▸ **What is needed**
Go through the entries and set each one down exactly.

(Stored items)
//! Corpus types and the `urls.csv` on-disk format.
//!
//! The corpus file is the contract between acquisition and evaluation:
//! rows of `url,label` with labels `phish`/`legit`. The trainer and both
//! techniques recover everything else (artifact keys, stored variants)
//! from these rows alone.

pub mod feeds;
pub mod validator;

use std::fmt;
use std::path::Path;

use anyhow::{Context, Result};
use chrono::{DateTime, Utc};
use serde::{Deserialize, Serialize};

/// Ground-truth class of a corpus URL.
#[derive(Debug, Clone, Copy, PartialEq, Eq, Serialize, Deserialize)]
pub enum UrlClass {
    Phishing,
    Legitimate,
}

impl UrlClass {
    /// Corpus-file label string.
    pub fn label(self) -> &'static str {
        match self {
            UrlClass::Phishing => "phish",
            UrlClass::Legitimate => "legit",
        }
    }

    pub fn from_label(label: &str) -> Option<Self> {
        match label {
            "phish" => Some(UrlClass::Phishing),
            "legit" => Some(UrlClass::Legitimate),
            _ => None,
        }
    }

    /// Binary classification target (phishing is the positive class).
    pub fn as_target(self) -> u8 {
        match self {
            UrlClass::Phishing => 1,
            UrlClass::Legitimate => 0,
        }
    }
}

impl fmt::Display for UrlClass {
    fn fmt(&self, f: &mut fmt::Formatter<'_>) -> fmt::Result {
        f.write_str(self.label())
    }
}

/// A URL emitted by the feed aggregator, not yet validated.
#[derive(Debug, Clone, PartialEq, Eq)]
pub struct CandidateUrl {
    pub url: String,
    pub class: UrlClass,
}

/// A corpus row: URL plus ground-truth label.
#[derive(Debug, Clone, PartialEq, Eq)]
pub struct LabeledUrl {
    pub url: String,
    pub class: UrlClass,
}

/// A page that passed the liveness and content-size checks.
#[derive(Debug, Clone)]
pub struct ValidatedPage {
    /// URL as emitted by the aggregator; this string keys the artifacts.
    pub url: String,
    /// URL after redirects.
    pub final_url: String,
    pub html: String,
    pub rendered_at: DateTime<Utc>,
}

/// Write corpus rows as `url,label` CSV.
pub fn write_corpus(path: &Path, rows: &[LabeledUrl]) -> Result<()> {
    let mut out = String::from("url,label\n");
    for row in rows {
        out.push_str(&csv_field(&row.url));
        out.push(',');
        out.push_str(row.class.label());
        out.push('\n');
    }
    std::fs::write(path, out).with_context(|| format!("failed to write {}", path.display()))
}

/// Read corpus rows from `url,label` CSV. Rows with unknown labels are
/// skipped with a warning.
pub fn read_corpus(path: &Path) -> Result<Vec<LabeledUrl>> {
    let content = std::fs::read_to_string(path)
        .with_context(|| format!("failed to read corpus {}", path.display()))?;

    let mut rows = Vec::new();
    for (lineno, line) in content.lines().enumerate().skip(1) {
        if line.trim().is_empty() {
            continue;
        }
        let fields = split_csv_line(line);
        let (Some(url), Some(label)) = (fields.first(), fields.get(1)) else {
            tracing::warn!("corpus line {} is malformed, skipping", lineno + 1);
            continue;
        };
        let Some(class) = UrlClass::from_label(label.trim()) else {
            tracing::warn!("corpus line {} has unknown label {label:?}, skipping", lineno + 1);
            continue;
        };
        rows.push(LabeledUrl {
            url: url.trim().to_string(),
            class,
        });
    }
    Ok(rows)
}

/// Quote a CSV field only when it needs it.
pub(crate) fn csv_field(value: &str) -> String {
    if value.contains(',') || value.contains('"') || value.contains('\n') {
        format!("\"{}\"", value.replace('"', "\"\""))
    } else {
        value.to_string()
    }
}

/// Split one CSV line into fields, honoring double-quoted fields with
/// `""` escapes. Feed files (PhishTank, Cloudflare) quote freely.
pub(crate) fn split_csv_line(line: &str) -> Vec<String> {
    let mut fields = Vec::new();
    let mut field = String::new();
    let mut in_quotes = false;
    let mut chars = line.chars().peekable();

    while let Some(c) = chars.next() {
        match c {
            '"' if in_quotes => {
                if chars.peek() == Some(&'"') {
                    chars.next();
                    field.push('"');
                } else {
                    in_quotes = false;
                }
            }
            '"' => in_quotes = true,
            ',' if !in_quotes => {
                fields.push(std::mem::take(&mut field));
            }
            _ => field.push(c),
        }
    }
    fields.push(field);
    fields
}

#[cfg(test)]
mod tests {
    use super::*;

    #[test]
    fn corpus_roundtrip() {
        let dir = tempfile::tempdir().unwrap();
        let path = dir.path().join("urls.csv");

        let rows = vec![
            LabeledUrl {
                url: "https://phish.example/a?x=1,2".to_string(),
                class: UrlClass::Phishing,
            },
            LabeledUrl {
                url: "https://legit.example/".to_string(),
                class: UrlClass::Legitimate,
            },
        ];
        write_corpus(&path, &rows).unwrap();
        let read = read_corpus(&path).unwrap();
        assert_eq!(read, rows);
    }

    #[test]
    fn unknown_labels_are_skipped() {
        let dir = tempfile::tempdir().unwrap();
        let path = dir.path().join("urls.csv");
        std::fs::write(&path, "url,label\nhttps://a.example,phish\nhttps://b.example,banana\n")
            .unwrap();
        let rows = read_corpus(&path).unwrap();
        assert_eq!(rows.len(), 1);
        assert_eq!(rows[0].class, UrlClass::Phishing);
    }

    #[test]
    fn split_handles_quoted_fields() {
        assert_eq!(
            split_csv_line(r#"1,"http://x.example/a,b","said ""hi""""#),
            vec!["1", "http://x.example/a,b", r#"said "hi""#]
        );
    }

    #[test]
    fn split_plain_line() {
        assert_eq!(split_csv_line("a,b,c"), vec!["a", "b", "c"]);
    }
}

▸ **Exercise answer**
//! Corpus types and the `urls.csv` on-disk format.
//!
//! The corpus file is the contract between acquisition and evaluation:
//! rows of `url,label` with labels `phish`/`legit`. The trainer and both
//! techniques recover everything else (artifact keys, stored variants)
//! from these rows alone.

pub mod feeds;
pub mod validator;

use std::fmt;
use std::path::Path;

use anyhow::{Context, Result};
use chrono::{DateTime, Utc};
use serde::{Deserialize, Serialize};

/// Ground-truth class of a corpus URL.
#[derive(Debug, Clone, Copy, PartialEq, Eq, Serialize, Deserialize)]
pub enum UrlClass {
    Phishing,
    Legitimate,
}

impl UrlClass {
    /// Corpus-file label string.
    pub fn label(self) -> &'static str {
        match self {
            UrlClass::Phishing => "phish",
            UrlClass::Legitimate => "legit",
        }
    }

    pub fn from_label(label: &str) -> Option<Self> {
        match label {
            "phish" => Some(UrlClass::Phishing),
            "legit" => Some(UrlClass::Legitimate),
            _ => None,
        }
    }

    /// Binary classification target (phishing is the positive class).
    pub fn as_target(self) -> u8 {
        match self {
            UrlClass::Phishing => 1,
            UrlClass::Legitimate => 0,
        }
    }
}

impl fmt::Display for UrlClass {
    fn fmt(&self, f: &mut fmt::Formatter<'_>) -> fmt::Result {
        f.write_str(self.label())
    }
}

/// A URL emitted by the feed aggregator, not yet validated.
#[derive(Debug, Clone, PartialEq, Eq)]
pub struct CandidateUrl {
    pub url: String,
    pub class: UrlClass,
}

/// A corpus row: URL plus ground-truth label.
#[derive(Debug, Clone, PartialEq, Eq)]
pub struct LabeledUrl {
    pub url: String,
    pub class: UrlClass,
}

/// A page that passed the liveness and content-size checks.
#[derive(Debug, Clone)]
pub struct ValidatedPage {
    /// URL as emitted by the aggregator; this string keys the artifacts.
    pub url: String,
    /// URL after redirects.
    pub final_url: String,
    pub html: String,
    pub rendered_at: DateTime<Utc>,
}

/// Write corpus rows as `url,label` CSV.
pub fn write_corpus(path: &Path, rows: &[LabeledUrl]) -> Result<()> {
    let mut out = String::from("url,label\n");
    for row in rows {
        out.push_str(&csv_field(&row.url));
        out.push(',');
        out.push_str(row.class.label());
        out.push('\n');
    }
    std::fs::write(path, out).with_context(|| format!("failed to write {}", path.display()))
}

/// Read corpus rows from `url,label` CSV. Rows with unknown labels are
/// skipped with a warning.
pub fn read_corpus(path: &Path) -> Result<Vec<LabeledUrl>> {
    let content = std::fs::read_to_string(path)
        .with_context(|| format!("failed to read corpus {}", path.display()))?;

    let mut rows = Vec::new();
    for (lineno, line) in content.lines().enumerate().skip(1) {
        if line.trim().is_empty() {
            continue;
        }
        let fields = split_csv_line(line);
        let (Some(url), Some(label)) = (fields.first(), fields.get(1)) else {
            tracing::warn!("corpus line {} is malformed, skipping", lineno + 1);
            continue;
        };
        let Some(class) = UrlClass::from_label(label.trim()) else {
            tracing::warn!("corpus line {} has unknown label {label:?}, skipping", lineno + 1);
            continue;
        };
        rows.push(LabeledUrl {
            url: url.trim().to_string(),
            class,
        });
    }
    Ok(rows)
}

/// Quote a CSV field only when it needs it.
pub(crate) fn csv_field(value: &str) -> String {
    if value.contains(',') || value.contains('"') || value.contains('\n') {
        format!("\"{}\"", value.replace('"', "\"\""))
    } else {
        value.to_string()
    }
}

/// Split one CSV line into fields, honoring double-quoted fields with
/// `""` escapes. Feed files (PhishTank, Cloudflare) quote freely.
pub(crate) fn split_csv_line(line: &str) -> Vec<String> {
    let mut fields = Vec::new();
    let mut field = String::new();
    let mut in_quotes = false;
    let mut chars = line.chars().peekable();

    while let Some(c) = chars.next() {
        match c {
            '"' if in_quotes => {
                if chars.peek() == Some(&'"') {
                    chars.next();
                    field.push('"');
                } else {
                    in_quotes = false;
                }
            }
            '"' => in_quotes = true,
            ',' if !in_quotes => {
                fields.push(std::mem::take(&mut field));
            }
            _ => field.push(c),
        }
    }
    fields.push(field);
    fields
}

#[cfg(test)]
mod tests {
    use super::*;

    #[test]
    fn corpus_roundtrip() {
        let dir = tempfile::tempdir().unwrap();
        let path = dir.path().join("urls.csv");

        let rows = vec![
            LabeledUrl {
                url: "https://phish.example/a?x=1,2".to_string(),
                class: UrlClass::Phishing,
            },
            LabeledUrl {
                url: "https://legit.example/".to_string(),
                class: UrlClass::Legitimate,
            },
        ];
        write_corpus(&path, &rows).unwrap();
        let read = read_corpus(&path).unwrap();
        assert_eq!(read, rows);
    }

    #[test]
    fn unknown_labels_are_skipped() {
        let dir = tempfile::tempdir().unwrap();
        let path = dir.path().join("urls.csv");
        std::fs::write(&path, "url,label\nhttps://a.example,phish\nhttps://b.example,banana\n")
            .unwrap();
        let rows = read_corpus(&path).unwrap();
        assert_eq!(rows.len(), 1);
        assert_eq!(rows[0].class, UrlClass::Phishing);
    }

    #[test]
    fn split_handles_quoted_fields() {
        assert_eq!(
            split_csv_line(r#"1,"http://x.example/a,b","said ""hi""""#),
            vec!["1", "http://x.example/a,b", r#"said "hi""#]
        );
    }

    #[test]
    fn split_plain_line() {
        assert_eq!(split_csv_line("a,b,c"), vec!["a", "b", "c"]);
    }
}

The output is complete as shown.